É a falta de partidos representativos. Os segmentos da sociedade estão órfãos, entregues a si mesmos. Ou, no máximo, a associações que até podem ter representatividade, mas solta no espaço, sem a necessária extensão na arena adequada que seria o Congresso.

Aos partidos compete serem as vozes da sociedade, organizá-las para serem forças, opô-las para chegar à composição de posições ou à prevalência de um lado. Mas não há partidos: são organizações comerciais, todos interessados em manter o afortunado poder ou em tomá-lo.

A aberração arrasadora e crescente. O que equivale a dizer que assim são os seus efeitos. Até quando e até onde, cada um de nós que imagine.

OUTRO NÃO DEBATE

A polêmica das biografias degringola depressa para o gaiato. Chico Buarque escreve contra a hipótese de difamação em livro praticando horrível difamação de um escrito. No mais, só deu fora: mal informado, os outros exemplos que cita como comprovações de sua opinião são inverdadeiros, e comprovam a tese contrária à sua.

No retorno, Chico Buarque engrossou: "Se for levar isso ao extremo [o direito de escrever biografia sem depender de autorização do biografado ou de parentes], o sujeito é obrigado a deixar invadir sua casa, fazerem fotografia de cueca, exporem sua mulher em trajes mínimos, sem poder recorrer". São mesmos os riscos e a tendência que uma pessoa séria vê?

O compositor, cantor e escritor Jorge Mautner compara os biógrafos com agentes da KGB, a polícia política de Stálin, personagens do que ele disse ser uma piada em que disputam quem mais inventaria para prender duas turistas inocentes. Exposta a comparação, a graça Mautner guardou para si. Um outro, jornalista cultural, encontra "situação análoga" entre a defesa de censura a biografias e a defesa de diploma universitário para jornalistas.

E todos os que defendem a exigência de autorização aos biógrafos dizem não estar defendendo censura. Querem o predomínio, sobre a liberdade constitucional de expressão e informação, dos artigos do Código Civil que permitem impedir biografias contrárias à honra ou à imagem. Para sabê-lo, porém, só lendo a biografia antes, para aceitá-la ou vetar a publicação. E censura é precisamente isso, nem mais nem menos.

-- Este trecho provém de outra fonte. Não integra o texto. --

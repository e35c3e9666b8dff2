//! Per-handler timeout wrapper.
//!
//! Wrap a handler at registration time to give it its own deadline:
//!
//! ```rust,no_run
//! use std::time::Duration;
//! use axum::{routing::get, Router};
//! use request_timeout::{with_timeout, TimeoutPolicy};
//!
//! async fn report() -> &'static str {
//!     "done"
//! }
//!
//! # fn build() -> Result<Router, request_timeout::PolicyError> {
//! let policy = TimeoutPolicy::builder(Duration::from_secs(2))
//!     .message("Report generation timed out")
//!     .build()?;
//! let app: Router = Router::new().route("/report", get(with_timeout(report, policy)));
//! # Ok(app)
//! # }
//! ```
//!
//! A wrapped handler replaces any global policy for the requests it serves: it
//! claims the enclosing [`DeadlineScope`](super::timeout::DeadlineScope), so the
//! global timer is never armed for them.

use std::future::Future;
use std::pin::Pin;

use axum::extract::Request;
use axum::handler::Handler;
use axum::response::Response;

use super::timeout::claim_enclosing;
use crate::http::request::RequestContext;
use crate::resilience::policy::TimeoutPolicy;
use crate::resilience::timeouts::{self, Scope};

/// Wrap `handler` so every call is raced against `policy`.
pub fn with_timeout<H>(handler: H, policy: TimeoutPolicy) -> TimedHandler<H> {
    TimedHandler { handler, policy }
}

/// Handler produced by [`with_timeout`].
#[derive(Debug, Clone)]
pub struct TimedHandler<H> {
    handler: H,
    policy: TimeoutPolicy,
}

impl<H> TimedHandler<H> {
    pub fn policy(&self) -> &TimeoutPolicy {
        &self.policy
    }
}

impl<H, T, S> Handler<T, S> for TimedHandler<H>
where
    H: Handler<T, S>,
{
    type Future = Pin<Box<dyn Future<Output = Response> + Send>>;

    fn call(self, req: Request, state: S) -> Self::Future {
        claim_enclosing(&req);

        // The context is taken here because the request moves into the handler,
        // whatever shape of arguments it extracts.
        let context = RequestContext::from_request(&req);
        let policy = self.policy;
        let work = self.handler.call(req, state);

        Box::pin(async move {
            let started = tokio::time::Instant::now();
            let result = timeouts::execute_from(Scope::Handler, &policy, &context, started, async {
                Ok::<_, std::convert::Infallible>(work.await)
            })
            .await;
            match result {
                Ok(response) => response,
                Err(never) => match never {},
            }
        })
    }
}

#[cfg(test)]
mod tests {
    use super::*;
    use std::time::Duration;

    use axum::body::Body;
    use axum::extract::{Path, State};
    use axum::http::StatusCode;
    use axum::response::IntoResponse;
    use axum::routing::{get, post};
    use axum::Router;
    use tower::ServiceExt;

    use crate::http::middleware::timeout::RequestTimeoutLayer;

    fn policy(seconds: u64, message: &str) -> TimeoutPolicy {
        TimeoutPolicy::builder(Duration::from_secs(seconds))
            .message(message)
            .build()
            .unwrap()
    }

    async fn body_json(response: Response) -> serde_json::Value {
        let bytes = axum::body::to_bytes(response.into_body(), usize::MAX)
            .await
            .unwrap();
        serde_json::from_slice(&bytes).unwrap()
    }

    async fn sleep_three() -> &'static str {
        tokio::time::sleep(Duration::from_secs(3)).await;
        "finished"
    }

    async fn get_path(app: Router, uri: &str) -> Response {
        app.oneshot(axum::http::Request::get(uri).body(Body::empty()).unwrap())
            .await
            .unwrap()
    }

    #[tokio::test(start_paused = true)]
    async fn handler_policy_fires_under_longer_global() {
        let app = Router::new()
            .route("/op", get(with_timeout(sleep_three, policy(2, "handler"))))
            .layer(RequestTimeoutLayer::new(policy(5, "global")));

        let response = get_path(app, "/op").await;
        assert_eq!(response.status(), StatusCode::GATEWAY_TIMEOUT);
        let json = body_json(response).await;
        assert_eq!(json["detail"], "handler");
        assert_eq!(json["timeoutSeconds"], 2.0);
    }

    #[tokio::test(start_paused = true)]
    async fn shorter_global_does_not_fire_for_wrapped_handler() {
        let app = Router::new()
            .route("/op", get(with_timeout(sleep_three, policy(4, "handler"))))
            .layer(RequestTimeoutLayer::new(policy(1, "global")));

        let response = get_path(app, "/op").await;
        assert_eq!(response.status(), StatusCode::OK);
    }

    #[tokio::test(start_paused = true)]
    async fn unwrapped_routes_keep_global_policy() {
        let app = Router::new()
            .route("/wrapped", get(with_timeout(sleep_three, policy(4, "handler"))))
            .route("/plain", get(sleep_three))
            .layer(RequestTimeoutLayer::new(policy(1, "global")));

        let response = get_path(app, "/plain").await;
        assert_eq!(response.status(), StatusCode::GATEWAY_TIMEOUT);
        assert_eq!(body_json(response).await["detail"], "global");
    }

    #[tokio::test(start_paused = true)]
    async fn custom_responder_sees_request_without_request_argument() {
        let vip = TimeoutPolicy::builder(Duration::from_secs(2))
            .responder(|ctx, _elapsed| {
                (
                    StatusCode::SERVICE_UNAVAILABLE,
                    [("retry-after", "30")],
                    format!("{} {}", ctx.method(), ctx.path()),
                )
                    .into_response()
            })
            .build()
            .unwrap();

        let app = Router::new().route(
            "/vip",
            get(with_timeout(
                || async {
                    tokio::time::sleep(Duration::from_secs(5)).await;
                    "vip"
                },
                vip,
            )),
        );

        let response = get_path(app, "/vip").await;
        assert_eq!(response.status(), StatusCode::SERVICE_UNAVAILABLE);
        assert_eq!(response.headers().get("retry-after").unwrap(), "30");
        let bytes = axum::body::to_bytes(response.into_body(), usize::MAX).await.unwrap();
        assert_eq!(&bytes[..], b"GET /vip");
    }

    #[tokio::test(start_paused = true)]
    async fn extractors_and_state_still_work() {
        async fn delayed(State(prefix): State<&'static str>, Path(secs): Path<u64>) -> String {
            tokio::time::sleep(Duration::from_secs(secs)).await;
            format!("{prefix}{secs}")
        }

        let app = Router::new()
            .route("/delay/{secs}", get(with_timeout(delayed, policy(4, "delay"))))
            .with_state("waited ");

        let ok = get_path(app.clone(), "/delay/1").await;
        assert_eq!(ok.status(), StatusCode::OK);
        let bytes = axum::body::to_bytes(ok.into_body(), usize::MAX).await.unwrap();
        assert_eq!(&bytes[..], b"waited 1");

        let late = get_path(app, "/delay/6").await;
        assert_eq!(late.status(), StatusCode::GATEWAY_TIMEOUT);
    }

    #[tokio::test(start_paused = true)]
    async fn request_body_handlers_are_supported() {
        let app = Router::new().route(
            "/upload",
            post(with_timeout(
                |body: String| async move { format!("received {} bytes", body.len()) },
                policy(30, "upload"),
            )),
        );

        let response = app
            .oneshot(axum::http::Request::post("/upload").body(Body::from("hello")).unwrap())
            .await
            .unwrap();
        assert_eq!(response.status(), StatusCode::OK);
        let bytes = axum::body::to_bytes(response.into_body(), usize::MAX).await.unwrap();
        assert_eq!(&bytes[..], b"received 5 bytes");
    }
}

Os defensores da biografia necessariamente autorizada estão pondo todos os biógrafos no papel de difamadores potenciais, quando não contumazes. Os biógrafos já podem processá-los criminalmente por calúnia, injúria e difamação. E cobrar em indenizações, já que os acusadores falam também em dinheiro, o que as biografias não lhes rendem.